People living in urban informal settlements are among some of the most disadvantaged people in our communities, often lacking basic rights such as access to clean water and sanitation. A new thought piece by the CRC for Water Sensitive Cities ThinkTank—Strengthening the delivery of WASH in urban informal settlements—is asking all those involved in helping urban informal settlements to consider an holistic approach to providing water and sanitation services.

Our experience suggests current approaches—both the centralised (networked) approaches usually found in urban areas, and the decentralised approaches found in rural areas—are not producing the health and environmental outcomes we desire in the urban 21st century.

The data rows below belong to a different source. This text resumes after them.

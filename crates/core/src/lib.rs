//! Swagger-driven request and normalization layer for the move office portal.
//!
//! The crate sits between callers and the four Swagger-described backends
//! (internal, admin, GHC and Prime). It loads each surface's document once,
//! dispatches `"tag.operationId"` operations against it, resolves the schema
//! key of a response and flattens the payload into an [`EntityStore`].
//!
//! ```no_run
//! # async fn demo() -> Result<(), moveportal_core::RequestError> {
//! use moveportal_core::{ClientRegistry, CookieJar, Params, PortalConfig, RequestOptions, Surface};
//! use std::sync::Arc;
//!
//! let registry = ClientRegistry::new(PortalConfig::default(), Arc::new(CookieJar::default()));
//! let mut params = Params::new();
//! params.insert("shipmentID".into(), "abcd-1234".into());
//! let payload = registry
//!     .request(Surface::Ghc, "shipments.getShipment", &params, &RequestOptions::default())
//!     .await?;
//! # let _ = payload;
//! # Ok(())
//! # }
//! ```

pub mod client;
pub mod config;
pub mod entities;
pub mod error;
pub mod registry;
pub mod request;
pub mod surface;
pub mod swagger;

pub use client::interceptors::{CookieJar, CookieSource};
pub use client::{ApiResponse, OperationClient, Params, ResponseBody, SwaggerClient};
pub use config::PortalConfig;
pub use entities::{EntityStore, EntityType, SchemaShape};
pub use error::{CallError, ConfigError, NormalizeError, RequestError, SpecLoadError};
pub use registry::ClientRegistry;
pub use request::{Payload, RequestOptions, request, request_raw};
pub use surface::Surface;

So, to leave no-one behind and reach first those who are furthest behind, the paper proposes an holistic approach to ensure:

  • safely managed sanitation
  • flood management and mitigation
  • improved environmental quality
  • multiple fit-for-purpose water sources
  • good hygiene behaviours and practices.

 

Professor Tony Wong (CEO, CRCWSC) launched the paper at the Asia Water Forum, hosted by the Asian Development Bank (ADB), in Manilla 2–5 October. Guests included ADB Vice President (Knowledge Management) Bambang Susantono and two Australian Executive Directors of ADB—Executive Director Anthony McDonald and Alt Executive Director Scott Dawson.

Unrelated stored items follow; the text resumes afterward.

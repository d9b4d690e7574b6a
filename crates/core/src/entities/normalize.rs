//! Normalization from nested response payloads to a flat entity store.
//!
//! The walk is guided by a [`SchemaShape`]: every node declared as an entity
//! is stored under its table and id, and replaced in its parent by that id.
//! Entities are collected into a store owned by the call, so a failed walk
//! leaves nothing behind.

use serde_json::{Map, Value};

use super::graph::{Cardinality, EntityType, Relation, SchemaShape};
use super::store::EntityStore;
use crate::error::NormalizeError;

/// Output of a normalization pass.
#[derive(Debug, Clone, Default, PartialEq)]
pub struct Normalized {
    /// The root with entities replaced by ids (an id, an array of ids, or an object).
    pub result: Value,
    /// Every entity found, keyed by table and id.
    pub entities: EntityStore,
}

/// Normalize a payload against a root shape.
pub fn normalize(body: &Value, shape: SchemaShape) -> Result<Normalized, NormalizeError> {
    let mut entities = EntityStore::new();
    let root = Walk { path: "$".to_string() };
    let result = match shape {
        SchemaShape::Entity(entity) => root.entity(body, entity, &mut entities)?,
        SchemaShape::List(entity) => root.list(body, entity, &mut entities)?,
        SchemaShape::Object(relations) => root.object(body, relations, &mut entities)?,
    };
    Ok(Normalized { result, entities })
}

/// Current location in the payload, for error messages.
struct Walk {
    path: String,
}

impl Walk {
    fn field(&self, name: &str) -> Self {
        Self {
            path: format!("{}.{name}", self.path),
        }
    }

    fn index(&self, index: usize) -> Self {
        Self {
            path: format!("{}[{index}]", self.path),
        }
    }

    fn entity(
        &self,
        node: &Value,
        entity: EntityType,
        store: &mut EntityStore,
    ) -> Result<Value, NormalizeError> {
        let fields = match node {
            Value::Object(fields) => fields,
            // Already a reference (or explicitly empty).
            Value::Null | Value::String(_) | Value::Number(_) | Value::Bool(_) => {
                return Ok(node.clone());
            }
            Value::Array(_) => return Err(self.unexpected("object", node)),
        };

        let id_value = fields.get(entity.id_attribute());
        let Some(id) = id_value.and_then(id_key) else {
            return Err(NormalizeError::MissingId {
                table: entity.table(),
                id_attribute: entity.id_attribute(),
                path: self.path.clone(),
            });
        };

        let mut flat = fields.clone();
        self.replace_relations(&mut flat, entity.relations(), store)?;
        store.upsert(entity.table(), id, flat);

        Ok(id_value.cloned().unwrap_or(Value::Null))
    }

    fn list(
        &self,
        node: &Value,
        entity: EntityType,
        store: &mut EntityStore,
    ) -> Result<Value, NormalizeError> {
        match node {
            Value::Array(items) => items
                .iter()
                .enumerate()
                .map(|(i, item)| self.index(i).entity(item, entity, store))
                .collect::<Result<Vec<_>, _>>()
                .map(Value::Array),
            Value::Null => Ok(Value::Null),
            _ => Err(self.unexpected("array", node)),
        }
    }

    fn object(
        &self,
        node: &Value,
        relations: &[Relation],
        store: &mut EntityStore,
    ) -> Result<Value, NormalizeError> {
        match node {
            Value::Object(fields) => {
                let mut flat = fields.clone();
                self.replace_relations(&mut flat, relations, store)?;
                Ok(Value::Object(flat))
            }
            _ => Err(self.unexpected("object", node)),
        }
    }

    fn replace_relations(
        &self,
        fields: &mut Map<String, Value>,
        relations: &[Relation],
        store: &mut EntityStore,
    ) -> Result<(), NormalizeError> {
        for relation in relations {
            let Some(nested) = fields.get(relation.field) else {
                continue;
            };
            let walk = self.field(relation.field);
            let reference = match relation.cardinality {
                Cardinality::One => walk.entity(nested, relation.target, store)?,
                Cardinality::Many => walk.list(nested, relation.target, store)?,
            };
            fields.insert(relation.field.to_string(), reference);
        }
        Ok(())
    }

    fn unexpected(&self, expected: &'static str, found: &Value) -> NormalizeError {
        NormalizeError::UnexpectedShape {
            path: self.path.clone(),
            expected,
            found: kind(found),
        }
    }
}

/// Storage key for an identity value; strings and numbers only.
fn id_key(value: &Value) -> Option<String> {
    match value {
        Value::String(s) => Some(s.clone()),
        Value::Number(n) => Some(n.to_string()),
        _ => None,
    }
}

fn kind(value: &Value) -> &'static str {
    match value {
        Value::Null => "null",
        Value::Bool(_) => "boolean",
        Value::Number(_) => "number",
        Value::String(_) => "string",
        Value::Array(_) => "array",
        Value::Object(_) => "object",
    }
}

We were honoured to have Asian Development Bank Vice President Bambang Susantono speak at the launch of Strengthening the delivery of WASH in urban informal settlements.
Asian Development Bank Vice President Bambang Susantono and Australian Executive Director Anthony McDonald attended the launch of our new thought piece.

“Tackling water quality and sanitation issues in urban informal settlements is very complex. We need further research to fully understand the context, the relative significance and interplay between multiple faecal contamination pathways, and the role of other urban water stressors”, said Tony.

“In the meantime, we propose an holistic approach to developing urban interventions to deliver water, sanitation and hygiene (WASH) services, which includes a combination of interventions that also account for context-specific factors at a range of scales—from individual behavioural, to the household and the residential environment scale.”

The paper incorporates the views of experts from the CRCWSC, Monash Sustainable Development Institute, Emory University (USA) and Stanford University (USA), as well as others. We thank them for their time and considered views about ways to produce better amenity, health and environmental outcomes for people living in urban informal settlements. The CRCWSC also acknowledges support from the Australia Government Department of Foreign Affairs and Trade in producing the paper.